PHOENIX — Vaccines, education, and the economy -- three main focuses of Governor Doug Ducey as Arizona endures and rebounds from the COVID-19 pandemic.
Ducey sat down one-on-one Wednesday with Tucson Scripps station KGUN9's Craig Smith to talk about coronavirus in Arizona.
On vaccines, Governor Ducey said he's pressing the federal government to provide more doses of the COVID vaccine to our state, but Arizonans still need to act responsibly to prevent the spread of the virus.
“I know what a challenge it’s been for so many Arizonans that have contracted the virus, that have lost a loved one," Ducey said. "This has been an immensely challenging year even beyond what all of us have done in traditional work settings or in the education setting or in the disruption in the economy.”
The governor said medical professionals and volunteers have done a great job delivering vaccinations statewide and praised Pima County’s performance.

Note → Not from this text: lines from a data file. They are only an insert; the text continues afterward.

//! Department entity model.

use chrono::{DateTime, Utc};
use serde::{Deserialize, Serialize};
use sqlx::FromRow;
use workforce_core::types::DepartmentId;

/// An organisational unit employees are assigned to.
#[derive(Debug, Clone, Serialize, Deserialize, FromRow)]
#[serde(rename_all = "camelCase")]
pub struct Department {
    /// Storage key.
    pub id: DepartmentId,
    /// Unique department name.
    pub name: String,
    /// Free-form description.
    pub description: Option<String>,
    /// When the department was created.
    pub created_at: DateTime<Utc>,
    /// When the department was last updated.
    pub updated_at: DateTime<Utc>,
}

/// Fields accepted when creating or updating a department.
#[derive(Debug, Clone)]
pub struct DepartmentInput {
    /// Department name (trimmed).
    pub name: String,
    /// Description.
    pub description: Option<String>,
}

Pima County has pleaded for more vaccines from the state. The Governor told KGUN9 he’s pushing the President, Arizona’s US Senators, and vaccine makers to send much more vaccine. He said the state is working on better ways to reserve a shot online or by phone.
“And then the other thing is just that responsibility. I know people get sick of hearing it. I try to not get sick of saying it. But it’s that idea of doing the fundamentals around personal responsibility and wearing a mask," Ducey said.
The governor said he is listening to experts who say the vaccine alone isn't enough to shut down the virus and that we need more restrictions. But Ducey didn't commit to adding to existing rules that require steps like banning large gatherings and reducing the density in restaurants.
Governor Ducey says part of the reason he made teachers a priority for vaccination is he wants schools to re-open for in-person classes. He feels science supports the idea that schools present a low risk of spreading the virus. He plans to ask state lawmakers for extra funding to help students catch up from the effect of a school year disrupted by COVID.
“So things like summer school, one on one instruction, tutoring, after school classes, acceleration academies," Governor Ducey said.
In terms of rebuilding the economy, the governor said Arizona’s economy was ahead of many other states when the pandemic hit and is positioned to lead the country in job growth after the pandemic is over.
“I would say in Arizona because we’ve had this balanced approach, prioritizing lives first but also not having sweeping mandates that were not advised from public health officials," Ducey said. "We don’t have an economy to rebuild we have an economy to build on.”